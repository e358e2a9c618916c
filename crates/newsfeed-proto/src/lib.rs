//! News Feed Protocol Buffer Definitions
//!
//! This crate contains the gRPC service definition and message types for the
//! news feed service. The whole protocol is one bidirectional streaming
//! method, `Talk`, carrying `req_envelope` messages in both directions.
//!
//! ## Envelope discipline
//!
//! An envelope holds a `msg_type` tag and exactly one populated payload
//! field. The server only ever accepts request payloads and replies with
//! response payloads; `news` payloads are pushed server to client.
//!
//! ## Usage
//!
//! ### Client-side
//!
//! ```ignore
//! use newsfeed_proto::proto::{
//!     newsfeed_client::NewsfeedClient, req_envelope::MsgType,
//!     RegisterRequest, ReqEnvelope,
//! };
//!
//! let mut client = NewsfeedClient::connect("http://localhost:8080").await?;
//!
//! let register = ReqEnvelope {
//!     r#type: MsgType::RegisterRequestT as i32,
//!     reg_req: Some(RegisterRequest { user_id: "alice".to_string() }),
//!     ..Default::default()
//! };
//! ```
//!
//! ### Server-side
//!
//! ```ignore
//! use newsfeed_proto::proto::{
//!     newsfeed_server::{Newsfeed, NewsfeedServer},
//!     ReqEnvelope,
//! };
//! ```

/// Generated types for the `newsfeed.proto` package.
pub mod proto {
    tonic::include_proto!("newsfeed.proto");

    /// Descriptor set for the gRPC reflection service.
    pub const FILE_DESCRIPTOR_SET: &[u8] =
        tonic::include_file_descriptor_set!("newsfeed_descriptor");
}
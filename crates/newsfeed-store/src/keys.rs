//! Time-based Range Key Codec
//!
//! News rows within a topic are sorted by a composite binary range key:
//!
//! ```text
//! ┌────────────────────────────┬──────────────────────────────┐
//! │ epoch seconds (8 bytes,    │ xxh64(user_id) (8 bytes,     │
//! │ big-endian)                │ native-endian)               │
//! └────────────────────────────┴──────────────────────────────┘
//! ```
//!
//! The big-endian time prefix is what makes the scheme work: lexicographic
//! byte ordering of keys equals chronological ordering of their timestamps,
//! so a plain range scan walks news in posting order. The hash suffix keeps
//! two users posting in the same second from colliding on the key.
//!
//! An empty user id hashes to all zeroes, which sorts first among keys with
//! the same time prefix. `make_range_key(t, "")` is therefore the canonical
//! lower bound of every key with time >= t.

use xxhash_rust::xxh64::xxh64;

/// Length of the composite key: time prefix plus hash suffix.
pub const RANGE_KEY_LEN: usize = 16;

/// Build the range key for a news row posted by `user_id` at `epoch_secs`.
pub fn make_range_key(epoch_secs: i64, user_id: &str) -> [u8; RANGE_KEY_LEN] {
    let mut key = [0u8; RANGE_KEY_LEN];
    key[..8].copy_from_slice(&epoch_secs.to_be_bytes());

    if !user_id.is_empty() {
        let hash = xxh64(user_id.as_bytes(), 0);
        key[8..].copy_from_slice(&hash.to_ne_bytes());
    }

    key
}

/// Decode the time prefix of a range key.
///
/// The caller is responsible for handing in at least the 8-byte prefix.
pub fn time_from_range_key(key: &[u8]) -> i64 {
    let mut prefix = [0u8; 8];
    prefix.copy_from_slice(&key[..8]);
    i64::from_be_bytes(prefix)
}

#[cfg(test)]
mod tests {
    use super::*;

    #[test]
    fn test_round_trip() {
        for t in [0, 1, 60, 1_700_000_000, i64::MAX] {
            let key = make_range_key(t, "alice");
            assert_eq!(time_from_range_key(&key), t);
        }
    }

    #[test]
    fn test_chronological_order_is_lexicographic() {
        // Later timestamps must sort after earlier ones regardless of which
        // user posted.
        let earlier = make_range_key(1_700_000_000, "zzz-last-user");
        let later = make_range_key(1_700_000_001, "aaa-first-user");
        assert!(earlier < later);

        let much_later = make_range_key(1_800_000_000, "");
        assert!(later < much_later);
    }

    #[test]
    fn test_empty_user_is_lower_bound_for_its_second() {
        let bound = make_range_key(1_700_000_000, "");
        assert_eq!(&bound[8..], &[0u8; 8]);

        for user in ["alice", "bob", "carol"] {
            let key = make_range_key(1_700_000_000, user);
            assert!(bound <= key);
        }
    }

    #[test]
    fn test_same_second_different_users_do_not_collide() {
        let alice = make_range_key(1_700_000_000, "alice");
        let bob = make_range_key(1_700_000_000, "bob");
        assert_ne!(alice, bob);
        // Same time prefix, different hash suffix.
        assert_eq!(&alice[..8], &bob[..8]);
    }

    #[test]
    fn test_hash_is_stable_for_a_given_user() {
        assert_eq!(make_range_key(42, "alice"), make_range_key(42, "alice"));
    }
}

### ASSIGNED TASK
Repeat everything in the listing above exactly.

### TASK SOLUTION
repository e358e2a9c618916c
filename crates/newsfeed-proto/src/lib.rs
//! News Feed Protocol Buffer Definitions
//!
//! This crate contains the gRPC service definition and message types for the
//! news feed service. The whole protocol is one bidirectional streaming
//! method, `Talk`, carrying `req_envelope` messages in both directions.
//!
//! ## Envelope discipline
//!
//! An envelope holds a `msg_type` tag and exactly one populated payload
//! field. The server only ever accepts request payloads and replies with
//! response payloads; `news` payloads are pushed server to client.
//!
//! ## Usage
//!
//! ### Client-side
//!
//! ```ignore
//! use newsfeed_proto::proto::{
//!     newsfeed_client::NewsfeedClient, req_envelope::MsgType,
//!     RegisterRequest, ReqEnvelope,
//! };
//!
//! let mut client = NewsfeedClient::connect("http://localhost:8080").await?;
//!
//! let register = ReqEnvelope {
//!     r#type: MsgType::RegisterRequestT as i32,
//!     reg_req: Some(RegisterRequest { user_id: "alice".to_string() }),
//!     ..Default::default()
//! };
//! ```
//!
//! ### Server-side
//!
//! ```ignore
//! use newsfeed_proto::proto::{
//!     newsfeed_server::{Newsfeed, NewsfeedServer},
//!     ReqEnvelope,
//! };
//! ```

/// Generated types for the `newsfeed.proto` package.
pub mod proto {
    tonic::include_proto!("newsfeed.proto");

    /// Descriptor set for the gRPC reflection service.
    pub const FILE_DESCRIPTOR_SET: &[u8] =
        tonic::include_file_descriptor_set!("newsfeed_descriptor");
}
filename crates/newsfeed-store/src/keys.rs
//! Time-based Range Key Codec
//!
//! News rows within a topic are sorted by a composite binary range key:
//!
//! ```text
//! ┌────────────────────────────┬──────────────────────────────┐
//! │ epoch seconds (8 bytes,    │ xxh64(user_id) (8 bytes,     │
//! │ big-endian)                │ native-endian)               │
//! └────────────────────────────┴──────────────────────────────┘
//! ```
//!
//! The big-endian time prefix is what makes the scheme work: lexicographic
//! byte ordering of keys equals chronological ordering of their timestamps,
//! so a plain range scan walks news in posting order. The hash suffix keeps
//! two users posting in the same second from colliding on the key.
//!
//! An empty user id hashes to all zeroes, which sorts first among keys with
//! the same time prefix. `make_range_key(t, "")` is therefore the canonical
//! lower bound of every key with time >= t.

use xxhash_rust::xxh64::xxh64;

/// Length of the composite key: time prefix plus hash suffix.
pub const RANGE_KEY_LEN: usize = 16;

/// Build the range key for a news row posted by `user_id` at `epoch_secs`.
pub fn make_range_key(epoch_secs: i64, user_id: &str) -> [u8; RANGE_KEY_LEN] {
    let mut key = [0u8; RANGE_KEY_LEN];
    key[..8].copy_from_slice(&epoch_secs.to_be_bytes());

    if !user_id.is_empty() {
        let hash = xxh64(user_id.as_bytes(), 0);
        key[8..].copy_from_slice(&hash.to_ne_bytes());
    }

    key
}

/// Decode the time prefix of a range key.
///
/// The caller is responsible for handing in at least the 8-byte prefix.
pub fn time_from_range_key(key: &[u8]) -> i64 {
    let mut prefix = [0u8; 8];
    prefix.copy_from_slice(&key[..8]);
    i64::from_be_bytes(prefix)
}

#[cfg(test)]
mod tests {
    use super::*;

    #[test]
    fn test_round_trip() {
        for t in [0, 1, 60, 1_700_000_000, i64::MAX] {
            let key = make_range_key(t, "alice");
            assert_eq!(time_from_range_key(&key), t);
        }
    }

    #[test]
    fn test_chronological_order_is_lexicographic() {
        // Later timestamps must sort after earlier ones regardless of which
        // user posted.
        let earlier = make_range_key(1_700_000_000, "zzz-last-user");
        let later = make_range_key(1_700_000_001, "aaa-first-user");
        assert!(earlier < later);

        let much_later = make_range_key(1_800_000_000, "");
        assert!(later < much_later);
    }

    #[test]
    fn test_empty_user_is_lower_bound_for_its_second() {
        let bound = make_range_key(1_700_000_000, "");
        assert_eq!(&bound[8..], &[0u8; 8]);

        for user in ["alice", "bob", "carol"] {
            let key = make_range_key(1_700_000_000, user);
            assert!(bound <= key);
        }
    }

    #[test]
    fn test_same_second_different_users_do_not_collide() {
        let alice = make_range_key(1_700_000_000, "alice");
        let bob = make_range_key(1_700_000_000, "bob");
        assert_ne!(alice, bob);
        // Same time prefix, different hash suffix.
        assert_eq!(&alice[..8], &bob[..8]);
    }

    #[test]
    fn test_hash_is_stable_for_a_given_user() {
        assert_eq!(make_range_key(42, "alice"), make_range_key(42, "alice"));
    }
}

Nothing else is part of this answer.